Each line from the start of the data below through the one containing "lines on stdout." must be reproduced exactly.

• **Recorded information**
::::::::
//! plugin-mirror keeps a local copy of a plugin repository current.
//!
//! Downloads are delegated to an external worker program, one process per
//! item, run in parallel. Workers report progress as JSON lines on stdout.
//! A partial sync also tracks which upstream revisions are fully mirrored
//! and records the highest one so the next run can pick up from there.

#![warn(clippy::all)]

mod cli;
mod config;
mod dispatch;
mod format;
mod ledger;
mod state;
mod types;

use std::collections::HashSet;
use std::path::Path;
use std::sync::Arc;

use anyhow::Context;
use clap::Parser;
use tracing_subscriber::EnvFilter;

use cli::{Command, StatusArgs, SyncArgs};
use config::{Config, SyncInput};
use dispatch::{Dispatcher, HttpSizeProbe, TerminalSink, WorkerPool};
use ledger::RevisionLedger;
use state::{MirrorDir, StateStore};

/// Items from a newline-delimited list, each kept once in first-seen order.
fn parse_item_list(contents: &str) -> Vec<String> {
    let mut seen = HashSet::new();
    contents
        .lines()
        .map(str::trim)
        .filter(|line| !line.is_empty())
        .filter(|line| seen.insert(*line))
        .map(String::from)
        .collect()
}

async fn read_item_list(path: &Path) -> anyhow::Result<Vec<String>> {
    let contents = tokio::fs::read_to_string(path)
        .await
        .with_context(|| format!("Failed to read item list {}", path.display()))?;
    Ok(parse_item_list(&contents))
}

/// Run the sync command.
async fn run_sync(directory: &str, no_progress_bar: bool, args: SyncArgs) -> anyhow::Result<()> {
    let config = Config::from_cli(directory, no_progress_bar, args)?;
    let mirror = MirrorDir::new(&config.directory, config.sync_type);
    tracing::info!(
        concurrency = config.threads_num,
        sync_type = config.sync_type.as_str(),
        directory = %mirror.directory().display(),
        "Starting plugin-mirror"
    );

    let (items, mut ledger) = match &config.input {
        SyncInput::Full(path) => (read_item_list(path).await?, None),
        SyncInput::Partial(path) => {
            let last_synced = mirror.read_last_revision().await?;
            let ledger = RevisionLedger::load(path)?.with_watermark(last_synced);
            tracing::info!(
                pending = ledger.len(),
                last_synced = ?last_synced,
                target = ?ledger.target(),
                "Loaded pending revisions"
            );
            (ledger.items(), Some(ledger))
        }
    };

    let probe = HttpSizeProbe::new(config.probe_timeout)
        .context("Failed to build HTTP client for size probes")?;
    let pool = WorkerPool::new(
        config.worker.clone(),
        config.sync_type,
        usize::from(config.threads_num),
    );
    let state: Arc<dyn StateStore> = Arc::new(mirror);
    let dispatcher = Dispatcher::new(config.sync_config(), state, Arc::new(probe));
    let mut sink = TerminalSink::new(config.no_progress_bar, items.len() as u64);

    let stats = dispatcher
        .run(&pool, &items, ledger.as_mut(), &mut sink)
        .await?;

    if let Some(ledger) = &ledger {
        if !ledger.is_empty() {
            tracing::warn!(
                pending = ledger.len(),
                watermark = ?ledger.watermark(),
                "Revisions still pending; run the sync again to catch up"
            );
        }
    }
    if stats.failed > 0 {
        tracing::warn!(
            failed = stats.failed,
            "Some downloads failed and were added to the failure log"
        );
    }
    Ok(())
}

/// Run the status command.
async fn run_status(directory: &str, args: StatusArgs) -> anyhow::Result<()> {
    let mirror = MirrorDir::new(&config::expand_tilde(directory), args.sync_type);
    let last_synced = mirror.read_last_revision().await?;
    let failures = mirror.read_failures().await?;

    println!("Mirror directory: {}", mirror.directory().display());
    println!();
    println!("Last synced revision: {}", last_synced.unwrap_or(0));
    println!("Failed downloads:     {}", failures.len());

    if args.failed && !failures.is_empty() {
        println!();
        println!("Failed items:");
        for item in &failures {
            println!("  {}", item);
        }
    }

    Ok(())
}

#[tokio::main]
async fn main() {
    let cli = cli::Cli::parse();

    tracing_subscriber::fmt()
        .with_env_filter(
            EnvFilter::try_from_default_env()
                .unwrap_or_else(|_| EnvFilter::new(cli.log_level.as_filter())),
        )
        .with_writer(std::io::stderr)
        .init();

    let result = match cli.command {
        Command::Sync(args) => run_sync(&cli.directory, cli.no_progress_bar, args).await,
        Command::Status(args) => run_status(&cli.directory, args).await,
    };

    if let Err(e) = result {
        eprintln!("{:#}", e);
        std::process::exit(1);
    }
}
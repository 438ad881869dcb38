//! Pending upstream revisions for a partial sync.
//!
//! Items download in parallel, so a later revision can be fully captured
//! before an earlier one. The local copy may only claim revision N once
//! every item touched by revisions up to and including N is present, so the
//! ledger tracks each revision's outstanding items separately and only
//! collapses the contiguous run of satisfied revisions starting at the
//! oldest one.

use std::collections::{BTreeSet, HashSet, VecDeque};
use std::path::{Path, PathBuf};

use serde::Deserialize;
use thiserror::Error;

/// One upstream changeset that is not yet fully mirrored.
#[derive(Debug, Clone, PartialEq, Eq, Deserialize)]
pub struct Revision {
    pub number: u64,
    pub to_update: BTreeSet<String>,
}

impl Revision {
    #[cfg(test)]
    pub fn new<I, S>(number: u64, items: I) -> Self
    where
        I: IntoIterator<Item = S>,
        S: Into<String>,
    {
        Self {
            number,
            to_update: items.into_iter().map(Into::into).collect(),
        }
    }
}

/// How a failed download affects the revisions that need it.
#[derive(Debug, Clone, Copy, Default, PartialEq, Eq)]
pub enum FailurePolicy {
    /// A failed item counts as handled and no longer blocks its revisions.
    #[default]
    Satisfy,
    /// A failed item stays outstanding, so the watermark cannot move past
    /// any revision that needs it.
    Hold,
}

#[derive(Debug, Error)]
pub enum LedgerError {
    #[error("Failed to read revisions file {path}: {source}")]
    Read {
        path: PathBuf,
        source: std::io::Error,
    },

    #[error("Invalid revisions file {path}: {source}")]
    Parse {
        path: PathBuf,
        source: serde_json::Error,
    },

    #[error("Invalid item name {item:?} in revision {number} of {path}")]
    InvalidItem {
        path: PathBuf,
        number: u64,
        item: String,
    },
}

fn normalize_item(item: String, path: &Path, number: u64) -> Result<String, LedgerError> {
    let trimmed = item.trim();
    if trimmed.is_empty() || trimmed.contains(['\n', '\r']) {
        return Err(LedgerError::InvalidItem {
            path: path.to_path_buf(),
            number,
            item,
        });
    }
    Ok(trimmed.to_string())
}

/// Pending revisions in ascending order plus the watermark reached so far.
#[derive(Debug, Default)]
pub struct RevisionLedger {
    pending: VecDeque<Revision>,
    watermark: Option<u64>,
}

impl RevisionLedger {
    /// Build a ledger from revisions in any order. Entries sharing a number
    /// are merged.
    pub fn new(mut revisions: Vec<Revision>) -> Self {
        revisions.sort_by_key(|r| r.number);

        let mut pending: VecDeque<Revision> = VecDeque::with_capacity(revisions.len());
        for revision in revisions {
            match pending.back_mut() {
                Some(last) if last.number == revision.number => {
                    last.to_update.extend(revision.to_update);
                }
                _ => pending.push_back(revision),
            }
        }

        Self {
            pending,
            watermark: None,
        }
    }

    /// Load pending revisions from a JSON array of
    /// `{"number": ..., "to_update": [...]}` objects.
    ///
    /// Item names are trimmed to match how they travel through the work
    /// list. Names that are blank or span lines are rejected.
    pub fn load(path: &Path) -> Result<Self, LedgerError> {
        let contents = std::fs::read_to_string(path).map_err(|source| LedgerError::Read {
            path: path.to_path_buf(),
            source,
        })?;
        let revisions: Vec<Revision> =
            serde_json::from_str(&contents).map_err(|source| LedgerError::Parse {
                path: path.to_path_buf(),
                source,
            })?;

        let revisions = revisions
            .into_iter()
            .map(|revision| -> Result<Revision, LedgerError> {
                let to_update = revision
                    .to_update
                    .into_iter()
                    .map(|item| normalize_item(item, path, revision.number))
                    .collect::<Result<BTreeSet<String>, _>>()?;
                Ok(Revision {
                    number: revision.number,
                    to_update,
                })
            })
            .collect::<Result<Vec<_>, _>>()?;
        Ok(Self::new(revisions))
    }

    /// Start from an already persisted watermark, dropping revisions the
    /// local copy has already reached.
    pub fn with_watermark(mut self, last_synced: Option<u64>) -> Self {
        if let Some(last) = last_synced {
            let before = self.pending.len();
            self.pending.retain(|r| r.number > last);
            let skipped = before - self.pending.len();
            if skipped > 0 {
                tracing::debug!(skipped, last_synced = last, "Dropped already synced revisions");
            }
        }
        self.watermark = last_synced;
        self
    }

    /// Record that `item` no longer needs downloading for any revision.
    pub fn mark_satisfied(&mut self, item: &str) {
        for revision in &mut self.pending {
            revision.to_update.remove(item);
        }
    }

    /// Collapse satisfied revisions from the oldest end, stopping at the
    /// first revision with items still outstanding.
    ///
    /// Returns the new watermark if it moved.
    pub fn advance_watermark(&mut self) -> Option<u64> {
        let before = self.watermark;
        while self
            .pending
            .front()
            .is_some_and(|revision| revision.to_update.is_empty())
        {
            if let Some(revision) = self.pending.pop_front() {
                self.watermark = Some(revision.number);
            }
        }
        if self.watermark != before {
            self.watermark
        } else {
            None
        }
    }

    pub fn watermark(&self) -> Option<u64> {
        self.watermark
    }

    pub fn is_empty(&self) -> bool {
        self.pending.is_empty()
    }

    pub fn len(&self) -> usize {
        self.pending.len()
    }

    /// Highest revision still pending.
    pub fn target(&self) -> Option<u64> {
        self.pending.back().map(|r| r.number)
    }

    /// Every item some pending revision still needs, each listed once, in
    /// revision order.
    pub fn items(&self) -> Vec<String> {
        let mut seen = HashSet::new();
        self.pending
            .iter()
            .flat_map(|r| r.to_update.iter())
            .filter(|item| seen.insert(*item))
            .cloned()
            .collect()
    }
}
::::::::
• **Result of the task**
//! plugin-mirror keeps a local copy of a plugin repository current.
//!
//! Downloads are delegated to an external worker program, one process per
//! item, run in parallel. Workers report progress as JSON lines on stdout.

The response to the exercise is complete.